═════ Dataset excerpts ═════

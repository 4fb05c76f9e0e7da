//! CLI command modules

pub mod lint;
pub mod snippets;
pub mod toc;

use clap::ValueEnum;
use studymark_core::report::Report;
use studymark_core::StudymarkError;

/// Report output format
#[derive(Debug, Clone, Copy, PartialEq, Eq, ValueEnum)]
pub enum OutputFormat {
    /// Human-readable diagnostic lines
    Text,
    /// Pretty-printed JSON report
    Json,
}

/// Render a report in the requested format
pub fn render(report: &Report, format: OutputFormat) -> Result<String, StudymarkError> {
    match format {
        OutputFormat::Text => Ok(studymark_core::render::render_report(report)),
        OutputFormat::Json => report.to_json(),
    }
}

/// Exit code for a finished run: 1 if any error diagnostic, else 0
pub fn exit_code(report: &Report) -> i32 {
    if report.has_errors() {
        1
    } else {
        0
    }
}
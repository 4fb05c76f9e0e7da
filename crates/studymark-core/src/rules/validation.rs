use crate::diagnostics::{Diagnostic, DiagnosticKind};
use crate::model::Document;

use super::structure;

/// Validate a document against the canonical section schema
///
/// Runs all structural finders and returns every finding as a diagnostic.
/// Findings accumulate; this never short-circuits, because the report
/// should show the full picture in one pass. All structural findings are
/// warnings: a short reference sheet that legitimately omits sections is
/// flagged, not failed.
///
/// The function is pure, so running it twice on the same document yields
/// the same diagnostics.
pub fn validate_document(doc: &Document) -> Vec<Diagnostic> {
    let mut diagnostics = Vec::new();
    let path = doc.path_display();

    if !doc.titled_by_heading {
        diagnostics.push(
            Diagnostic::new(DiagnosticKind::MissingTitle)
                .with_path(&path)
                .with_message("document has no H1 title; file stem used as fallback"),
        );
    }

    for kind in structure::find_missing_sections(doc) {
        diagnostics.push(
            Diagnostic::new(DiagnosticKind::MissingSection)
                .with_path(&path)
                .with_section(kind.label())
                .with_message(format!("canonical section '{}' is absent", kind)),
        );
    }

    for (kind, line) in structure::find_out_of_order_sections(doc) {
        diagnostics.push(
            Diagnostic::new(DiagnosticKind::OutOfOrderSection)
                .with_path(&path)
                .with_line(line)
                .with_section(kind.label())
                .with_message(format!(
                    "section '{}' appears after sections that canonically follow it",
                    kind
                )),
        );
    }

    for (kind, line) in structure::find_duplicate_sections(doc) {
        diagnostics.push(
            Diagnostic::new(DiagnosticKind::DuplicateSection)
                .with_path(&path)
                .with_line(line)
                .with_section(kind.label())
                .with_message(format!("canonical section '{}' appears more than once", kind)),
        );
    }

    for section in structure::find_empty_sections(doc) {
        diagnostics.push(
            Diagnostic::new(DiagnosticKind::EmptySection)
                .with_path(&path)
                .with_line(section.line)
                .with_section(&section.heading)
                .with_message("canonical section has no prose and no snippets"),
        );
    }

    diagnostics
}

/// Validate every document in a corpus
///
/// One malformed document never blocks validation of the rest; each
/// document contributes its own diagnostics independently.
pub fn validate_corpus(docs: &[Document]) -> Vec<Diagnostic> {
    docs.iter().flat_map(validate_document).collect()
}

═════

- Problem to solve: Exact repetition is required: return every record shown above.

- Answer:
repository 4fb05c76f9e0e7da
//! CLI command modules

pub mod lint;
pub mod snippets;
pub mod toc;

use clap::ValueEnum;
use studymark_core::report::Report;
use studymark_core::StudymarkError;

/// Report output format
#[derive(Debug, Clone, Copy, PartialEq, Eq, ValueEnum)]
pub enum OutputFormat {
    /// Human-readable diagnostic lines
    Text,
    /// Pretty-printed JSON report
    Json,
}

/// Render a report in the requested format
pub fn render(report: &Report, format: OutputFormat) -> Result<String, StudymarkError> {
    match format {
        OutputFormat::Text => Ok(studymark_core::render::render_report(report)),
        OutputFormat::Json => report.to_json(),
    }
}

/// Exit code for a finished run: 1 if any error diagnostic, else 0
pub fn exit_code(report: &Report) -> i32 {
    if report.has_errors() {
        1
    } else {
        0
    }
}
repository 4fb05c76f9e0e7da
filename crates/studymark-core/src/rules/validation.rs
use crate::diagnostics::{Diagnostic, DiagnosticKind};
use crate::model::Document;

use super::structure;

/// Validate a document against the canonical section schema
///
/// Runs all structural finders and returns every finding as a diagnostic.
/// Findings accumulate; this never short-circuits, because the report
/// should show the full picture in one pass. All structural findings are
/// warnings: a short reference sheet that legitimately omits sections is
/// flagged, not failed.
///
/// The function is pure, so running it twice on the same document yields
/// the same diagnostics.
pub fn validate_document(doc: &Document) -> Vec<Diagnostic> {
    let mut diagnostics = Vec::new();
    let path = doc.path_display();

    if !doc.titled_by_heading {
        diagnostics.push(
            Diagnostic::new(DiagnosticKind::MissingTitle)
                .with_path(&path)
                .with_message("document has no H1 title; file stem used as fallback"),
        );
    }

    for kind in structure::find_missing_sections(doc) {
        diagnostics.push(
            Diagnostic::new(DiagnosticKind::MissingSection)
                .with_path(&path)
                .with_section(kind.label())
                .with_message(format!("canonical section '{}' is absent", kind)),
        );
    }

    for (kind, line) in structure::find_out_of_order_sections(doc) {
        diagnostics.push(
            Diagnostic::new(DiagnosticKind::OutOfOrderSection)
                .with_path(&path)
                .with_line(line)
                .with_section(kind.label())
                .with_message(format!(
                    "section '{}' appears after sections that canonically follow it",
                    kind
                )),
        );
    }

    for (kind, line) in structure::find_duplicate_sections(doc) {
        diagnostics.push(
            Diagnostic::new(DiagnosticKind::DuplicateSection)
                .with_path(&path)
                .with_line(line)
                .with_section(kind.label())
                .with_message(format!("canonical section '{}' appears more than once", kind)),
        );
    }

    for section in structure::find_empty_sections(doc) {
        diagnostics.push(
            Diagnostic::new(DiagnosticKind::EmptySection)
                .with_path(&path)
                .with_line(section.line)
                .with_section(&section.heading)
                .with_message("canonical section has no prose and no snippets"),
        );
    }

    diagnostics
}

/// Validate every document in a corpus
///
/// One malformed document never blocks validation of the rest; each
/// document contributes its own diagnostics independently.
pub fn validate_corpus(docs: &[Document]) -> Vec<Diagnostic> {
    docs.iter().flat_map(validate_document).collect()
}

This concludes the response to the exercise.